Author’s note: This article is excerpted in part from chapter 11 of my book, The Linux Philosophy for SysAdmins, with some changes to update the information in it and to better fit this format.
You know it’s as easy to forget to write about testing the programs I write as it is to overlook testing the programs themselves. Why is that?
I wish I had a definitive answer. In some ways it is like documentation. Once the program seems to work we just want to get on with doing whatever task caused us to write the program in the first place.
“There is always one more bug.”
— Lubarsky’s Law of Cybernetic Entomology
Lubarsky — whoever they might be — is correct. We can never find all of the bugs in our code. For every one I find there always seems to be another that crops up, usually at a very inopportune time.
In my article, Always use shell scripts, I started to talk about testing and the process I use for testing.
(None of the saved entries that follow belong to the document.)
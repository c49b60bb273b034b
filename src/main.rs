use hls_relay::{config::Config, server, upstream::tls::TrustBundle};
use tracing::{error, info, warn};

#[tokio::main]
async fn main() {
    tracing_subscriber::fmt::init();

    let config = match Config::from_env() {
        Ok(config) => config,
        Err(e) => {
            error!("Failed to load configuration: {}", e);
            std::process::exit(1);
        }
    };

    let trust = match config.ca_cert_dir.as_deref() {
        Some(dir) => match TrustBundle::load_dir(dir) {
            Ok(bundle) => {
                info!(
                    "Loaded {} CA certificate file(s) from {}",
                    bundle.file_count, dir
                );
                bundle
            }
            Err(e) => {
                warn!("Could not read CA_CERT_DIR {}: {}", dir, e);
                TrustBundle::default()
            }
        },
        None => TrustBundle::default(),
    };

    info!(
        "Starting hls-relay on port {} (proxy path {})",
        config.port, config.proxy_path
    );

    if let Err(e) = server::start(config, trust).await {
        error!("Server exited with error: {}", e);
        std::process::exit(1);
    }
}
use std::env;
use std::str::FromStr;
use std::time::Duration;

/// Default request-body ceiling for non-GET proxied requests (10 MiB).
pub const DEFAULT_MAX_REQUEST_BODY_BYTES: usize = 10 * 1024 * 1024;

/// Application configuration loaded from environment variables
#[derive(Clone, Debug)]
pub struct Config {
    pub port: u16,
    pub is_dev: bool,
    /// Prefix for proxied URIs written into playlists. Empty keeps them host-relative.
    pub public_base_url: String,
    /// Path of the proxy endpoint, e.g. `/o`
    pub proxy_path: String,
    /// Query parameter carrying the target in rewritten URIs (`u` or `url`)
    pub proxy_query_param: String,
    /// Skip upstream certificate verification when no trust bundle is loaded
    pub tls_skip_verify: bool,
    /// Directory of `.pem`/`.crt`/`.cer` files read at startup
    pub ca_cert_dir: Option<String>,
    pub upstream_timeout: Duration,
    pub connect_timeout: Duration,
    pub attempts_per_strategy: u32,
    pub strategy_backoff: Duration,
    pub human_delay_min: Duration,
    pub human_delay_max: Duration,
    pub playlist_cache_control: String,
    pub segment_cache_control: String,
    pub preserve_query_params: bool,
    /// Max hosts remembered by the classifier; 0 means unbounded
    pub classifier_max_hosts: usize,
    /// Extra hostnames treated as hardened
    pub hardened_hosts: Vec<String>,
    /// Reject targets that are private or reserved IP literals
    pub block_private_targets: bool,
    pub max_request_body_bytes: usize,
    pub max_redirects: usize,
}

impl Default for Config {
    fn default() -> Self {
        Self {
            port: 4000,
            is_dev: true,
            public_base_url: String::new(),
            proxy_path: "/o".to_string(),
            proxy_query_param: "u".to_string(),
            tls_skip_verify: false,
            ca_cert_dir: None,
            upstream_timeout: Duration::from_secs(45),
            connect_timeout: Duration::from_secs(20),
            attempts_per_strategy: 1,
            strategy_backoff: Duration::from_millis(250),
            human_delay_min: Duration::from_millis(500),
            human_delay_max: Duration::from_millis(1500),
            playlist_cache_control: "no-cache".to_string(),
            segment_cache_control: "public, max-age=3600".to_string(),
            preserve_query_params: true,
            classifier_max_hosts: 0,
            hardened_hosts: Vec::new(),
            block_private_targets: false,
            max_request_body_bytes: DEFAULT_MAX_REQUEST_BODY_BYTES,
            max_redirects: 5,
        }
    }
}

/// Parse an optional env var, falling back to `default` when unset.
fn parse_or<T>(key: &str, default: T) -> Result<T, Box<dyn std::error::Error>>
where
    T: FromStr,
    T::Err: std::error::Error + 'static,
{
    match env::var(key) {
        Ok(raw) if !raw.trim().is_empty() => Ok(raw.trim().parse()?),
        _ => Ok(default),
    }
}

fn flag(key: &str, default: bool) -> bool {
    match env::var(key) {
        Ok(raw) => matches!(raw.trim().to_lowercase().as_str(), "1" | "true" | "yes" | "on"),
        Err(_) => default,
    }
}

impl Config {
    /// Load configuration from environment variables
    /// In DEV mode, provides sensible defaults. In PROD mode, PORT is required.
    pub fn from_env() -> Result<Self, Box<dyn std::error::Error>> {
        let defaults = Config::default();

        let is_dev = flag("DEV_MODE", false);

        // Port: required in prod, defaults to 4000 in dev
        let port = if is_dev {
            parse_or("PORT", defaults.port)?
        } else {
            env::var("PORT")
                .map_err(|_| "PORT is required in production")?
                .parse()?
        };

        let public_base_url = env::var("PUBLIC_BASE_URL")
            .map(|v| v.trim_end_matches('/').to_string())
            .unwrap_or_default();

        let mut proxy_path = env::var("PROXY_PATH").unwrap_or(defaults.proxy_path);
        if !proxy_path.starts_with('/') {
            proxy_path.insert(0, '/');
        }
        let proxy_path = match proxy_path.trim_end_matches('/') {
            "" => return Err("PROXY_PATH must not be the root path".into()),
            "/health" | "/metrics" => {
                return Err(format!("PROXY_PATH {proxy_path} collides with a built-in route").into());
            }
            trimmed => trimmed.to_string(),
        };

        let proxy_query_param = match env::var("PROXY_QUERY_PARAM")
            .unwrap_or(defaults.proxy_query_param)
            .to_lowercase()
            .as_str()
        {
            "url" => "url".to_string(),
            _ => "u".to_string(),
        };

        let human_delay_min =
            Duration::from_millis(parse_or("HUMAN_DELAY_MIN_MS", 500u64)?);
        let human_delay_max =
            Duration::from_millis(parse_or("HUMAN_DELAY_MAX_MS", 1500u64)?).max(human_delay_min);

        let hardened_hosts = env::var("HARDENED_HOSTS")
            .map(|raw| {
                raw.split(',')
                    .map(|h| h.trim().to_lowercase())
                    .filter(|h| !h.is_empty())
                    .collect()
            })
            .unwrap_or_default();

        Ok(Config {
            port,
            is_dev,
            public_base_url,
            proxy_path,
            proxy_query_param,
            tls_skip_verify: flag("TLS_SKIP_VERIFY", false),
            ca_cert_dir: env::var("CA_CERT_DIR").ok().filter(|d| !d.trim().is_empty()),
            upstream_timeout: Duration::from_secs(parse_or("UPSTREAM_TIMEOUT_SECS", 45u64)?),
            connect_timeout: Duration::from_secs(parse_or("CONNECT_TIMEOUT_SECS", 20u64)?),
            attempts_per_strategy: parse_or("ATTEMPTS_PER_STRATEGY", 1u32)?.max(1),
            strategy_backoff: Duration::from_millis(parse_or("STRATEGY_BACKOFF_MS", 250u64)?),
            human_delay_min,
            human_delay_max,
            playlist_cache_control: env::var("PLAYLIST_CACHE_CONTROL")
                .unwrap_or(defaults.playlist_cache_control),
            segment_cache_control: env::var("SEGMENT_CACHE_CONTROL")
                .unwrap_or(defaults.segment_cache_control),
            preserve_query_params: flag("PRESERVE_QUERY_PARAMS", true),
            classifier_max_hosts: parse_or("CLASSIFIER_MAX_HOSTS", 0usize)?,
            hardened_hosts,
            block_private_targets: flag("BLOCK_PRIVATE_TARGETS", false),
            max_request_body_bytes: parse_or(
                "MAX_REQUEST_BODY_BYTES",
                DEFAULT_MAX_REQUEST_BODY_BYTES,
            )?,
            max_redirects: parse_or("MAX_REDIRECTS", 5usize)?,
        })
    }
}

#[cfg(test)]
mod tests {
    use super::*;
    use std::sync::Mutex;

    /// Serialize all env-var tests to prevent races between parallel test threads.
    static ENV_LOCK: Mutex<()> = Mutex::new(());

    const ALL_VARS: &[&str] = &[
        "DEV_MODE",
        "PORT",
        "PUBLIC_BASE_URL",
        "PROXY_PATH",
        "PROXY_QUERY_PARAM",
        "TLS_SKIP_VERIFY",
        "CA_CERT_DIR",
        "UPSTREAM_TIMEOUT_SECS",
        "CONNECT_TIMEOUT_SECS",
        "ATTEMPTS_PER_STRATEGY",
        "STRATEGY_BACKOFF_MS",
        "HUMAN_DELAY_MIN_MS",
        "HUMAN_DELAY_MAX_MS",
        "PLAYLIST_CACHE_CONTROL",
        "SEGMENT_CACHE_CONTROL",
        "PRESERVE_QUERY_PARAMS",
        "CLASSIFIER_MAX_HOSTS",
        "HARDENED_HOSTS",
        "BLOCK_PRIVATE_TARGETS",
        "MAX_REQUEST_BODY_BYTES",
        "MAX_REDIRECTS",
    ];

    /// Clear every config var, set `set`, run `f`, then restore original state.
    fn with_env(set: &[(&str, &str)], f: impl FnOnce()) {
        let _lock = ENV_LOCK.lock().unwrap_or_else(|p| p.into_inner());

        let saved: Vec<(&str, Option<String>)> =
            ALL_VARS.iter().map(|k| (*k, env::var(k).ok())).collect();

        for k in ALL_VARS {
            // SAFETY: serialized by ENV_LOCK, no other thread modifies env vars concurrently.
            unsafe { env::remove_var(k) };
        }
        for (k, v) in set {
            unsafe { env::set_var(k, v) };
        }

        f();

        for (k, old) in saved {
            match old {
                Some(v) => unsafe { env::set_var(k, v) },
                None => unsafe { env::remove_var(k) },
            }
        }
    }

    #[test]
    fn dev_mode_uses_defaults() {
        with_env(&[("DEV_MODE", "true")], || {
            let config = Config::from_env().expect("should succeed in dev mode");
            assert!(config.is_dev);
            assert_eq!(config.port, 4000);
            assert_eq!(config.proxy_path, "/o");
            assert_eq!(config.proxy_query_param, "u");
            assert_eq!(config.public_base_url, "");
            assert!(!config.tls_skip_verify);
            assert_eq!(config.upstream_timeout, Duration::from_secs(45));
            assert_eq!(config.human_delay_min, Duration::from_millis(500));
            assert_eq!(config.human_delay_max, Duration::from_millis(1500));
            assert_eq!(config.playlist_cache_control, "no-cache");
            assert!(config.preserve_query_params);
            assert_eq!(config.classifier_max_hosts, 0);
        });
    }

    #[test]
    fn prod_mode_requires_port() {
        with_env(&[], || {
            let result = Config::from_env();
            assert!(result.is_err(), "Should fail without PORT in prod mode");
        });
    }

    #[test]
    fn prod_mode_with_port_succeeds() {
        with_env(&[("PORT", "8080")], || {
            let config = Config::from_env().unwrap();
            assert!(!config.is_dev);
            assert_eq!(config.port, 8080);
        });
    }

    #[test]
    fn invalid_number_is_an_error() {
        with_env(
            &[("DEV_MODE", "true"), ("UPSTREAM_TIMEOUT_SECS", "soon")],
            || {
                assert!(Config::from_env().is_err());
            },
        );
    }

    #[test]
    fn proxy_path_is_normalized() {
        with_env(&[("DEV_MODE", "true"), ("PROXY_PATH", "proxy/")], || {
            let config = Config::from_env().unwrap();
            assert_eq!(config.proxy_path, "/proxy");
        });
    }

    #[test]
    fn root_proxy_path_rejected() {
        with_env(&[("DEV_MODE", "true"), ("PROXY_PATH", "/")], || {
            assert!(Config::from_env().is_err());
        });
    }

    #[test]
    fn builtin_route_proxy_path_rejected() {
        with_env(&[("DEV_MODE", "true"), ("PROXY_PATH", "/health/")], || {
            assert!(Config::from_env().is_err());
        });
    }

    #[test]
    fn url_query_param_selected() {
        with_env(
            &[("DEV_MODE", "true"), ("PROXY_QUERY_PARAM", "URL")],
            || {
                let config = Config::from_env().unwrap();
                assert_eq!(config.proxy_query_param, "url");
            },
        );
    }

    #[test]
    fn hardened_hosts_parsed() {
        with_env(
            &[
                ("DEV_MODE", "true"),
                ("HARDENED_HOSTS", " Streams.Example , ,cdn.test"),
            ],
            || {
                let config = Config::from_env().unwrap();
                assert_eq!(config.hardened_hosts, vec!["streams.example", "cdn.test"]);
            },
        );
    }

    #[test]
    fn human_delay_max_never_below_min() {
        with_env(
            &[
                ("DEV_MODE", "true"),
                ("HUMAN_DELAY_MIN_MS", "800"),
                ("HUMAN_DELAY_MAX_MS", "100"),
            ],
            || {
                let config = Config::from_env().unwrap();
                assert_eq!(config.human_delay_max, Duration::from_millis(800));
            },
        );
    }

    #[test]
    fn public_base_url_trailing_slash_trimmed() {
        with_env(
            &[
                ("DEV_MODE", "true"),
                ("PUBLIC_BASE_URL", "https://relay.example/"),
            ],
            || {
                let config = Config::from_env().unwrap();
                assert_eq!(config.public_base_url, "https://relay.example");
            },
        );
    }

    #[test]
    fn tls_skip_verify_flag() {
        with_env(&[("DEV_MODE", "true"), ("TLS_SKIP_VERIFY", "1")], || {
            let config = Config::from_env().unwrap();
            assert!(config.tls_skip_verify);
        });
    }
}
This article covers testing in more detail. You will learn about how testing affects the ultimate outcome of the many tasks SysAdmins do. You’ll also learn that testing is an integral part of the Linux Philosophy for SysAdmins.
However, testing is not just about programs. It is also about verification that problems – whether caused by hardware, software, or the seemingly endless ways that users can find to break things – that we are supposed to have resolved actually have been. These problems can be with application or utility software we wrote, system software, applications, and hardware. Just as importantly, testing is also about ensuring that the code is easy to use and the interface makes sense to the user.
Procedures
One of the jobs I had in a previous life was as a tester for Linux-based appliances at Cisco. I developed test plans, wrote Tcl/Expect code to implement the test plan and helped trace the root cause of the failures. I enjoyed that job and learned a lot from it.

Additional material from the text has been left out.